I know there are programmers out there who like building apps for TiVo, but without TiVo releasing updated APIs, they don't have the information they need to properly build the apps.


----------



## wmcbrine (Aug 2, 2003)

bschuler2007 said:


> Does anyone use the Mp3 playing app, it looks like it was made for a high school programming competition and lost. HME is dead.


If you're talking about the built-in player, that uses HMO, not HME. If you really do mean HME, there are a bunch of HME MP3 players -- which one do you mean?


----------



## windracer (Jan 3, 2003)

bschuler2007 said:


> How about making future Tivos allow you to purchase applications and embed them in your Tivo. Outside programmers could write something, say, an MP3 player w/coverflow, visuals, etc.. and upload it to a Tivo server and set the price. Tivo would test the app before releasing.


Well, there's apps.tv. There was also playteevee.com but there just wasn't enough interest to support a viable business model I guess.


----------



## wmcbrine (Aug 2, 2003)

I think that PlayTeeVee's problems were very specific to them; I wouldn't draw any conclusions from their experience.

HME is far from dead -- it's the basis for everything new that TiVo is doing: YouTube, Netflix, the new Search, etc. -- but they haven't updated the released SDK for a while. I find that less of a problem than mathwiz suggests, but it is unfortunate.

HMO may be dead, or at least pining for the fjords. Arguably it's been mostly obsolete since the introduction of HME. But it's still the basis for MRV, TTG and TTCB.

I suspect that bschuler is unaware of the existing HME-based MP3 players: Galleon, AudioFaucet, Harmonium, and others. One or more of these may meet his needs.


----------



## johnny99 (Nov 10, 2008)

If Tivo doesn't have enough developers in-house, an app-store might be a good way to get more functionality out to the customers. I would love to see new media sources available for Tivo, including Hulu, Pandora, Slacker, even xmradio.com


----------



## mathwhiz (May 28, 2000)

My main reason a comment was made about things being published, is because I'm sure if TiVo published the specs on how to tell the TiVo to pull a video from your computer automatically - we would have an application now that would do that. Since time could be spent building an application instead of figuring out how to make it work.


----------



## bschuler2007 (Feb 25, 2007)

What I meant by this post is instead of things like PlayTeeVee.. if Tivo allowed people to develop and SELL applications for on Tivo.. maybe we would have something good. Instead you get some dedicate individuals performing miracles for nothing (pytivo, etc), but imagine if a TIVO store opened up? The hardware is good.. Tivo software is just lacking. Tivo reminds me of cellphones before the IPhone.. They thought they were making cellphones.. but it took the IPhone and it's market stealing to wake them up. Tivo is gonna see someone IPhone them too if they don't turn it around. 

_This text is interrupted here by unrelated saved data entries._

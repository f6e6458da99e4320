//! Validate command implementation

use crate::cli::ValidateArgs;
use crate::dashboard::SERIALIZATION_VERSION;
use crate::plugin::PluginRegistry;

/// Handle `gridboard validate`
///
/// Parses the document and cross-checks every datasource and widget type
/// against the built-in registry, without starting any instance.
pub fn handle_validate(args: &ValidateArgs) -> Result<String, Box<dyn std::error::Error>> {
    let document = super::run::read_document(&args.dashboard)?;

    if document.version > SERIALIZATION_VERSION {
        return Err(format!(
            "document version {} is newer than this engine supports ({})",
            document.version, SERIALIZATION_VERSION
        )
        .into());
    }

    let registry = PluginRegistry::with_builtins();
    let mut warnings = Vec::new();

    for ds in &document.datasources {
        if registry.datasource(&ds.type_name).is_none() {
            warnings.push(format!(
                "datasource '{}' has unknown type '{}'",
                ds.name, ds.type_name
            ));
        }
    }
    for (index, pane) in document.panes.iter().enumerate() {
        for widget in &pane.widgets {
            if registry.widget(&widget.type_name).is_none() {
                warnings.push(format!(
                    "pane {} ('{}') has widget of unknown type '{}'",
                    index, pane.title, widget.type_name
                ));
            }
        }
    }
    if !document.plugins.is_empty() {
        warnings.push(format!(
            "{} external plugin source(s) cannot be checked offline",
            document.plugins.len()
        ));
    }

    let mut report = format!(
        "{}: version {}, {} datasource(s), {} pane(s)",
        args.dashboard.display(),
        document.version,
        document.datasources.len(),
        document.panes.len()
    );
    if warnings.is_empty() {
        report.push_str("\nOK");
    } else {
        for warning in &warnings {
            report.push_str(&format!("\nwarning: {}", warning));
        }
    }
    Ok(report)
}

#[cfg(test)]
mod tests {
    use super::*;
    use std::path::PathBuf;

    fn write_doc(dir: &tempfile::TempDir, content: &str) -> PathBuf {
        let path = dir.path().join("board.json");
        std::fs::write(&path, content).unwrap();
        path
    }

    #[test]
    fn test_validate_clean_document() {
        let dir = tempfile::tempdir().unwrap();
        let path = write_doc(
            &dir,
            r#"{"version": 1, "datasources": [{"name": "t", "type": "clock"}], "panes": []}"#,
        );

        let report = handle_validate(&ValidateArgs { dashboard: path }).unwrap();
        assert!(report.contains("OK"));
        assert!(report.contains("1 datasource(s)"));
    }

    #[test]
    fn test_validate_flags_unknown_types() {
        let dir = tempfile::tempdir().unwrap();
        let path = write_doc(
            &dir,
            r#"{"version": 1, "datasources": [{"name": "x", "type": "mystery"}]}"#,
        );

        let report = handle_validate(&ValidateArgs { dashboard: path }).unwrap();
        assert!(report.contains("unknown type 'mystery'"));
    }

    #[test]
    fn test_validate_rejects_newer_version() {
        let dir = tempfile::tempdir().unwrap();
        let path = write_doc(&dir, r#"{"version": 99}"#);

        let result = handle_validate(&ValidateArgs { dashboard: path });
        assert!(result.is_err());
    }

    #[test]
    fn test_validate_rejects_malformed_json() {
        let dir = tempfile::tempdir().unwrap();
        let path = write_doc(&dir, "{not json");

        let result = handle_validate(&ValidateArgs { dashboard: path });
        assert!(result.is_err());
    }
}
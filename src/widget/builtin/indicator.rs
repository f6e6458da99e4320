//! Indicator light widget: an on/off lamp with configurable captions.

use serde_json::Value;

use crate::plugin::{SettingDef, SettingKind, SettingsMap, WidgetPlugin};
use crate::widget::WidgetInstance;

use super::{display_string, value_is_truthy};

pub fn indicator_plugin() -> WidgetPlugin {
    WidgetPlugin::new(
        "indicator",
        vec![
            SettingDef::new("title", SettingKind::Text).display_name("Title"),
            SettingDef::new("value", SettingKind::Calculated).display_name("Value"),
            SettingDef::new("on_text", SettingKind::Calculated).display_name("On Text"),
            SettingDef::new("off_text", SettingKind::Calculated).display_name("Off Text"),
        ],
        Box::new(|_settings, _sink| {
            Ok(Box::new(IndicatorWidget::default()) as Box<dyn WidgetInstance>)
        }),
    )
    .display_name("Indicator Light")
}

#[derive(Default)]
struct IndicatorWidget {
    on: bool,
    on_text: String,
    off_text: String,
}

impl IndicatorWidget {
    #[cfg(test)]
    fn caption(&self) -> &str {
        if self.on {
            &self.on_text
        } else {
            &self.off_text
        }
    }
}

impl WidgetInstance for IndicatorWidget {
    fn on_settings_changed(&mut self, _settings: &SettingsMap) {}

    fn on_calculated_value_changed(&mut self, setting_name: &str, value: Value) {
        match setting_name {
            "value" => self.on = value_is_truthy(&value),
            "on_text" => self.on_text = display_string(&value),
            "off_text" => self.off_text = display_string(&value),
            _ => {}
        }
    }
}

I know the Tivo hardware isn't up to snuff to play Half Life 2.. but surely it can integrate an e-mail viewer, calendar viewer, decent Mp3 player, Blockbuster/Netflix que, maybe a dumbed down web viewer, etc..

I guess yes.. I am asking for a better SDK.. but I am also asking for a store to be built. An SDK is fine.. but there are only so many people willing to do something for nothing.. Tivo deserves to be something better than a VCR IMHO.. and it needs help getting there.


----------